Comme je l’avais écrit précédemment, ces 18% étaient très hétérogènes, à tel point que les sondages indiquèrent que de ces électeurs, environ 40% auraient voté Nicolas Sarkozy, 40% Ségolène Royal et 20% auraient refusé de choisir l’un ou l’autre (par le vote blanc ou l’abstention). À partir de cette répartition, il restait très illusoire de vouloir faire un parti unique de cet électorat dispersé. La stratégie du "ni droite ni gauche" n’était même pas plébiscité puisqu’il y a eu en gros quatre électeurs de François Bayrou sur cinq qui auraient finalement choisi la droite ou la gauche. Le thème commun était plutôt à comprendre dans le plus personnel "ni Sarkozy ni Royal".   Le Chevalier orange, dont le blog continue d’enflammer la blogosphère centriste, est revenu ce week-end sur le véritable péché originel du MoDem, à savoir le refus de toute alliance législative et donc, l’absence de groupe à l’Assemblée Nationale.    

Stratégie d’alliance, ce qu'il aurait dû se passer…  

Selon lui, une réunion s’était tenue avec les députés UDF juste après le premier tour et tous les présents auraient été d’accord, y compris François Bayrou, pour négocier fermement leur soutien au second tour à Nicolas Sarkozy en obtenant des ministères et beaucoup de circonscriptions pour les législatives qui suivaient. Nul doute que Nicolas Sarkozy aurait réagi de façon conciliante afin de se donner le plus de chances possible.   L’objectif était donc bien d’avoir un groupe de députés bayrouïstes à l’Assemblée Nationale, et des ministres, puis, au cours du quinquennat, pour une raison judicieusement choisie, un démarquage de ces députés, une démission de ces ministres, et un passage dans l’opposition en faisant renaître l’espoir dans le camp de la majorité et de l’opposition pour 2012. Une stratégie qu’avait adoptée Jacques Chirac en 1974 en soutenant la candidature de Valéry Giscard d’Estaing. C’est vrai qu’il a dû attendre vingt et un an pour aboutir à son élection.   Le hic, c’est que Marielle de Sarnez, absente lors de la décision, serait arrivée à la fin de la réunion et aurait retourné la situation en disant qu’il était impossible de soutenir Nicolas Sarkozy au second tour. Le flou continuait au moment où il aurait fallu être le plus clair possible.
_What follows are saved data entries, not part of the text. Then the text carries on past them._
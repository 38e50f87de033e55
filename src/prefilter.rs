/*
MIT License

Copyright (c) 2024 Philipp Schuster

Permission is hereby granted, free of charge, to any person obtaining a copy
of this software and associated documentation files (the "Software"), to deal
in the Software without restriction, including without limitation the rights
to use, copy, modify, merge, publish, distribute, sublicense, and/or sell
copies of the Software, and to permit persons to whom the Software is
furnished to do so, subject to the following conditions:

The above copyright notice and this permission notice shall be included in all
copies or substantial portions of the Software.

THE SOFTWARE IS PROVIDED "AS IS", WITHOUT WARRANTY OF ANY KIND, EXPRESS OR
IMPLIED, INCLUDING BUT NOT LIMITED TO THE WARRANTIES OF MERCHANTABILITY,
FITNESS FOR A PARTICULAR PURPOSE AND NONINFRINGEMENT. IN NO EVENT SHALL THE
AUTHORS OR COPYRIGHT HOLDERS BE LIABLE FOR ANY CLAIM, DAMAGES OR OTHER
LIABILITY, WHETHER IN AN ACTION OF CONTRACT, TORT OR OTHERWISE, ARISING FROM,
OUT OF OR IN CONNECTION WITH THE SOFTWARE OR THE USE OR OTHER DEALINGS IN THE
SOFTWARE.
*/

//! Optional bandpass filter for the smoothed samples.

use biquad::{Biquad, Coefficients, DirectForm2Transposed, ToHertz, Type};

/// Relative capture rate drift that triggers a redesign of the filter.
const MAX_RATE_DRIFT: f32 = 0.2;

const SECONDS_PER_MINUTE: f32 = 60.0;

/// Helper to pass samples through a bandpass filter that only keeps
/// plausible heart rates. Removes slow brightness drift (e.g., the camera's
/// auto exposure) and flicker.
///
/// The filter coefficients depend on the capture rate. The filter is
/// designed for the first capture rate it sees and redesigned if the rate
/// drifts away by more than 20%. Redesigning resets the filter state.
///
/// Please note that the filter introduces a short group delay and needs a
/// few samples to settle.
#[derive(Debug)]
pub struct Prefilter {
    /// Lower and upper cutoff in Hz. `None` for a passthrough filter.
    band_hz: Option<(f32, f32)>,
    filter: Option<DirectForm2Transposed<f32>>,
    /// Capture rate the current coefficients were designed for.
    design_rate_hz: Option<f32>,
}

impl Prefilter {
    /// Creates a new bandpass filter for the given heart rate band.
    pub fn new(min_bpm: f32, max_bpm: f32) -> Self {
        debug_assert!(min_bpm > 0.0 && min_bpm < max_bpm);
        Self {
            band_hz: Some((min_bpm / SECONDS_PER_MINUTE, max_bpm / SECONDS_PER_MINUTE)),
            filter: None,
            design_rate_hz: None,
        }
    }

    /// Creates a new no-op filter.
    pub const fn new_passthrough() -> Self {
        Self {
            band_hz: None,
            filter: None,
            design_rate_hz: None,
        }
    }

    pub const fn is_passthrough(&self) -> bool {
        self.band_hz.is_none()
    }

    /// Runs one sample through the filter and updates the internal state.
    ///
    /// If no valid filter can be designed for the capture rate (the band is
    /// above the Nyquist frequency), the sample passes unchanged.
    pub fn process(&mut self, sample: f32, capture_rate_hz: f32) -> f32 {
        let Some(band_hz) = self.band_hz else {
            return sample;
        };

        if self.needs_redesign(capture_rate_hz) {
            self.filter = Self::create_biquad_filter(band_hz, capture_rate_hz);
            self.design_rate_hz.replace(capture_rate_hz);
        }

        match self.filter.as_mut() {
            Some(filter) => filter.run(sample),
            None => sample,
        }
    }

    /// Clears the filter state. The next sample designs a new filter.
    pub fn reset(&mut self) {
        self.filter = None;
        self.design_rate_hz = None;
    }

    fn needs_redesign(&self, capture_rate_hz: f32) -> bool {
        match self.design_rate_hz {
            None => true,
            Some(design_rate_hz) => {
                libm::fabsf(capture_rate_hz - design_rate_hz) / design_rate_hz > MAX_RATE_DRIFT
            }
        }
    }

    /// Creates a [`biquad`] bandpass centered at the geometric mean of the
    /// band. The Q factor follows from the band width.
    fn create_biquad_filter(
        (low_hz, high_hz): (f32, f32),
        capture_rate_hz: f32,
    ) -> Option<DirectForm2Transposed<f32>> {
        let center_hz = libm::sqrtf(low_hz * high_hz);
        let q = center_hz / (high_hz - low_hz);

        let f0 = center_hz.hz();
        let fs = capture_rate_hz.hz();

        match Coefficients::<f32>::from_params(Type::BandPass, fs, f0, q) {
            Ok(coefficients) => {
                log::debug!(
                    "Designed bandpass for {capture_rate_hz} Hz: center {center_hz} Hz, Q {q}"
                );
                Some(DirectForm2Transposed::<f32>::new(coefficients))
            }
            Err(e) => {
                log::warn!(
                    "Cannot design bandpass at {center_hz} Hz for capture rate {capture_rate_hz} Hz ({e:?}); passing samples through"
                );
                None
            }
        }
    }
}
    Ou hypothèse d’une lune de miel à gauche ?  

L’autre logique d’alliance, cela aurait été de faire un pacte avec Ségolène Royal entre les deux tours, négocier des circonscriptions éligibles pour les élections législatives. Outre le fait de ne pas être dans la logique "ni droite ni gauche", il y aurait eu un petit côté masochiste à choisir cette logique à gauche dans la mesure où personne ne songeait sérieusement à la victoire de Ségolène Royal à l’issue du second tour.   Le débat entre François Bayrou et Ségolène Royal entre les deux tours étaient surréaliste : il montrait une Ségolène Royal incapable de hiérarchiser ses impératifs de campagne (son adversaire était Nicolas Sarkozy et pas François Bayrou) à qui un tel débat ne pouvait que nuire (notamment en montrant trop clairement les nombreuses divergences de vues avec François Bayrou) et un François Bayrou mauvais joueur refusant d’admettre sa défaite du premier tour.   Ceux qui pensent que le soutien ferme de François Bayrou à la candidature de Ségolène Royal lui aurait donné quelques chances de victoire oublient que les candidats ne sont pas propriétaires de leurs voix et que les électeurs, loin d’écouter leur candidat, n’en font qu’à leur tête selon des logiques aussi respectables que parfois antagonistes. C’est même peu respectueux de la démocratie de croire qu’un candidat qui a échoué soit capable de distribuer ses voix pour un second tour. François Bayrou en avait d’ailleurs conscience en déclarant peu de jours après le premier tour : « Je n’ai pas à choisir à la place des sept millions de Français qui ont voté pour moi. »    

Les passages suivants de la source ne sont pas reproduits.